*About this task*
For the string "previous", state how many lines of the data hold it. Give nothing besides the number.
--- Supplied material Enclosed Below ---
//! Terminal mode management and low-level screen control.
//!
//! A [`TermDevice`] is anything with terminal attributes, a blocking one-byte read
//! and a window size. [`enter_raw_mode`] saves the device's current attributes,
//! applies the viewer's input mode and returns a [`RawModeGuard`] that owns the
//! saved attributes until they are restored. Nothing about the terminal mode is
//! kept in process-wide state: whoever holds the guard is responsible for the
//! restore, and nested guards restore in reverse order of acquisition.
//!
//! The input mode clears `ECHO`, `ICANON` and `IEXTEN` and makes reads return
//! after exactly one byte with no inter-byte timeout. Signal generation and
//! output post-processing are left untouched, so `\n` still moves to column 1.

pub mod scripted;
pub mod tty;

use crate::error::Result;
use ratatui::crossterm::{
    cursor::{Hide, MoveTo, Show},
    queue,
    style::{Attribute, SetAttribute},
    terminal::{Clear, ClearType},
};
use std::io::{self, Write};

pub use scripted::{ScriptedMode, ScriptedTerminal};
pub use tty::{Tty, DEV_TTY};

/// Terminal dimensions in character cells
#[derive(Debug, Clone, Copy, PartialEq, Eq)]
pub struct WindowSize {
    pub rows: u16,
    pub cols: u16,
}

impl WindowSize {
    pub fn new(rows: u16, cols: u16) -> Self {
        Self { rows, cols }
    }
}

/// Core trait for the device the viewer reads keys from.
///
/// All methods take `&self`: nested sessions hold guards borrowing the same
/// device while the active session keeps reading from it.
pub trait TermDevice {
    /// Saved terminal attributes
    type Attrs: Clone;

    /// Read the current attributes
    fn get_attrs(&self) -> Result<Self::Attrs>;

    /// Apply `attrs` immediately
    fn set_attrs(&self, attrs: &Self::Attrs) -> Result<()>;

    /// Derive the viewer's input mode from `base`
    fn raw_attrs(&self, base: &Self::Attrs) -> Self::Attrs;

    /// Block until one byte is available; `None` at end of input
    fn read_byte(&self) -> Result<Option<u8>>;

    /// Current window dimensions
    fn window_size(&self) -> Result<WindowSize>;
}

/// Saved attributes of a device, restored on [`RawModeGuard::restore`] or drop.
#[must_use = "dropping the guard immediately restores the previous terminal mode"]
pub struct RawModeGuard<'d, D: TermDevice> {
    device: &'d D,
    saved: Option<D::Attrs>,
}

/// Save the current attributes of `device` and switch it to the viewer's input mode.
///
/// Failures are fatal to the caller's session and are never retried.
pub fn enter_raw_mode<D: TermDevice>(device: &D) -> Result<RawModeGuard<'_, D>> {
    let previous = device.get_attrs()?;
    let raw = device.raw_attrs(&previous);
    device.set_attrs(&raw)?;

    Ok(RawModeGuard {
        device,
        saved: Some(previous),
    })
}

impl<'d, D: TermDevice> RawModeGuard<'d, D> {
    /// Reapply the attributes saved when the guard was created.
    pub fn restore(mut self) -> Result<()> {
        match self.saved.take() {
            Some(saved) => self.device.set_attrs(&saved),
            None => Ok(()),
        }
    }

    /// The attributes that will be restored
    pub fn saved(&self) -> Option<&D::Attrs> {
        self.saved.as_ref()
    }
}

impl<'d, D: TermDevice> Drop for RawModeGuard<'d, D> {
    fn drop(&mut self) {
        if let Some(saved) = self.saved.take() {
            if let Err(err) = self.device.set_attrs(&saved) {
                log::warn!("failed to restore terminal attributes: {}", err);
            }
        }
    }
}

/// Move the cursor to 1-based `row`/`col`. Does nothing when `col < 1`.
pub fn move_cursor<W: Write>(out: &mut W, row: u16, col: u16) -> io::Result<()> {
    if col < 1 {
        return Ok(());
    }
    queue!(out, MoveTo(col - 1, row.saturating_sub(1)))
}

/// Reset attributes, home the cursor and clear the whole screen.
pub fn clear_screen<W: Write>(out: &mut W) -> io::Result<()> {
    queue!(
        out,
        SetAttribute(Attribute::Reset),
        MoveTo(0, 0),
        Clear(ClearType::All)
    )
}

/// Clear the line the cursor is on.
pub fn clear_line<W: Write>(out: &mut W) -> io::Result<()> {
    queue!(out, Clear(ClearType::CurrentLine))
}

pub fn hide_cursor<W: Write>(out: &mut W) -> io::Result<()> {
    queue!(out, Hide)
}

pub fn show_cursor<W: Write>(out: &mut W) -> io::Result<()> {
    queue!(out, Show)
}

/// Leave the screen blank with the cursor visible.
pub fn reset_screen<W: Write>(out: &mut W) -> io::Result<()> {
    clear_screen(out)?;
    show_cursor(out)?;
    out.flush()
}

#[cfg(test)]
mod tests {
    use super::*;

    #[test]
    fn test_move_cursor_sequence() {
        let mut out = Vec::new();
        move_cursor(&mut out, 24, 1).unwrap();
        assert_eq!(out, b"\x1b[24;1H");

        out.clear();
        move_cursor(&mut out, 5, 17).unwrap();
        assert_eq!(out, b"\x1b[5;17H");
    }

    #[test]
    fn test_move_cursor_ignores_column_zero() {
        let mut out = Vec::new();
        move_cursor(&mut out, 3, 0).unwrap();
        assert!(out.is_empty());
    }

    #[test]
    fn test_clear_screen_resets_homes_and_clears() {
        let mut out = Vec::new();
        clear_screen(&mut out).unwrap();
        assert_eq!(out, b"\x1b[0m\x1b[1;1H\x1b[2J");
    }

    #[test]
    fn test_reset_screen_shows_cursor() {
        let mut out = Vec::new();
        reset_screen(&mut out).unwrap();
        assert_eq!(out, b"\x1b[0m\x1b[1;1H\x1b[2J\x1b[?25h");
    }

    #[test]
    fn test_guard_restores_on_explicit_restore() {
        let term = ScriptedTerminal::new(b"", WindowSize::new(24, 80));
        let guard = enter_raw_mode(&term).unwrap();
        assert_ne!(term.current_mode(), ScriptedMode::COOKED);
        assert_eq!(guard.saved(), Some(&ScriptedMode::COOKED));

        guard.restore().unwrap();
        assert_eq!(term.current_mode(), ScriptedMode::COOKED);
    }

    #[test]
    fn test_guard_restores_on_drop() {
        let term = ScriptedTerminal::new(b"", WindowSize::new(24, 80));
        {
            let _guard = enter_raw_mode(&term).unwrap();
            assert!(term.current_mode().is_raw());
        }
        assert_eq!(term.current_mode(), ScriptedMode::COOKED);
    }

    #[test]
    fn test_nested_guards_restore_in_order() {
        let term = ScriptedTerminal::new(b"", WindowSize::new(24, 80));
        let outer = enter_raw_mode(&term).unwrap();
        let outer_mode = term.current_mode();

        let inner = enter_raw_mode(&term).unwrap();
        assert_eq!(inner.saved(), Some(&outer_mode));
        inner.restore().unwrap();
        assert_eq!(term.current_mode(), outer_mode);

        outer.restore().unwrap();
        assert_eq!(term.current_mode(), ScriptedMode::COOKED);
    }

    #[test]
    fn test_attribute_failure_is_reported() {
        let term = ScriptedTerminal::new(b"", WindowSize::new(24, 80));
        term.fail_attrs(true);
        assert!(enter_raw_mode(&term).is_err());
        assert_eq!(term.current_mode(), ScriptedMode::COOKED);
    }
}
--- End of Enclosed Supplied material ---
*Task answer*
4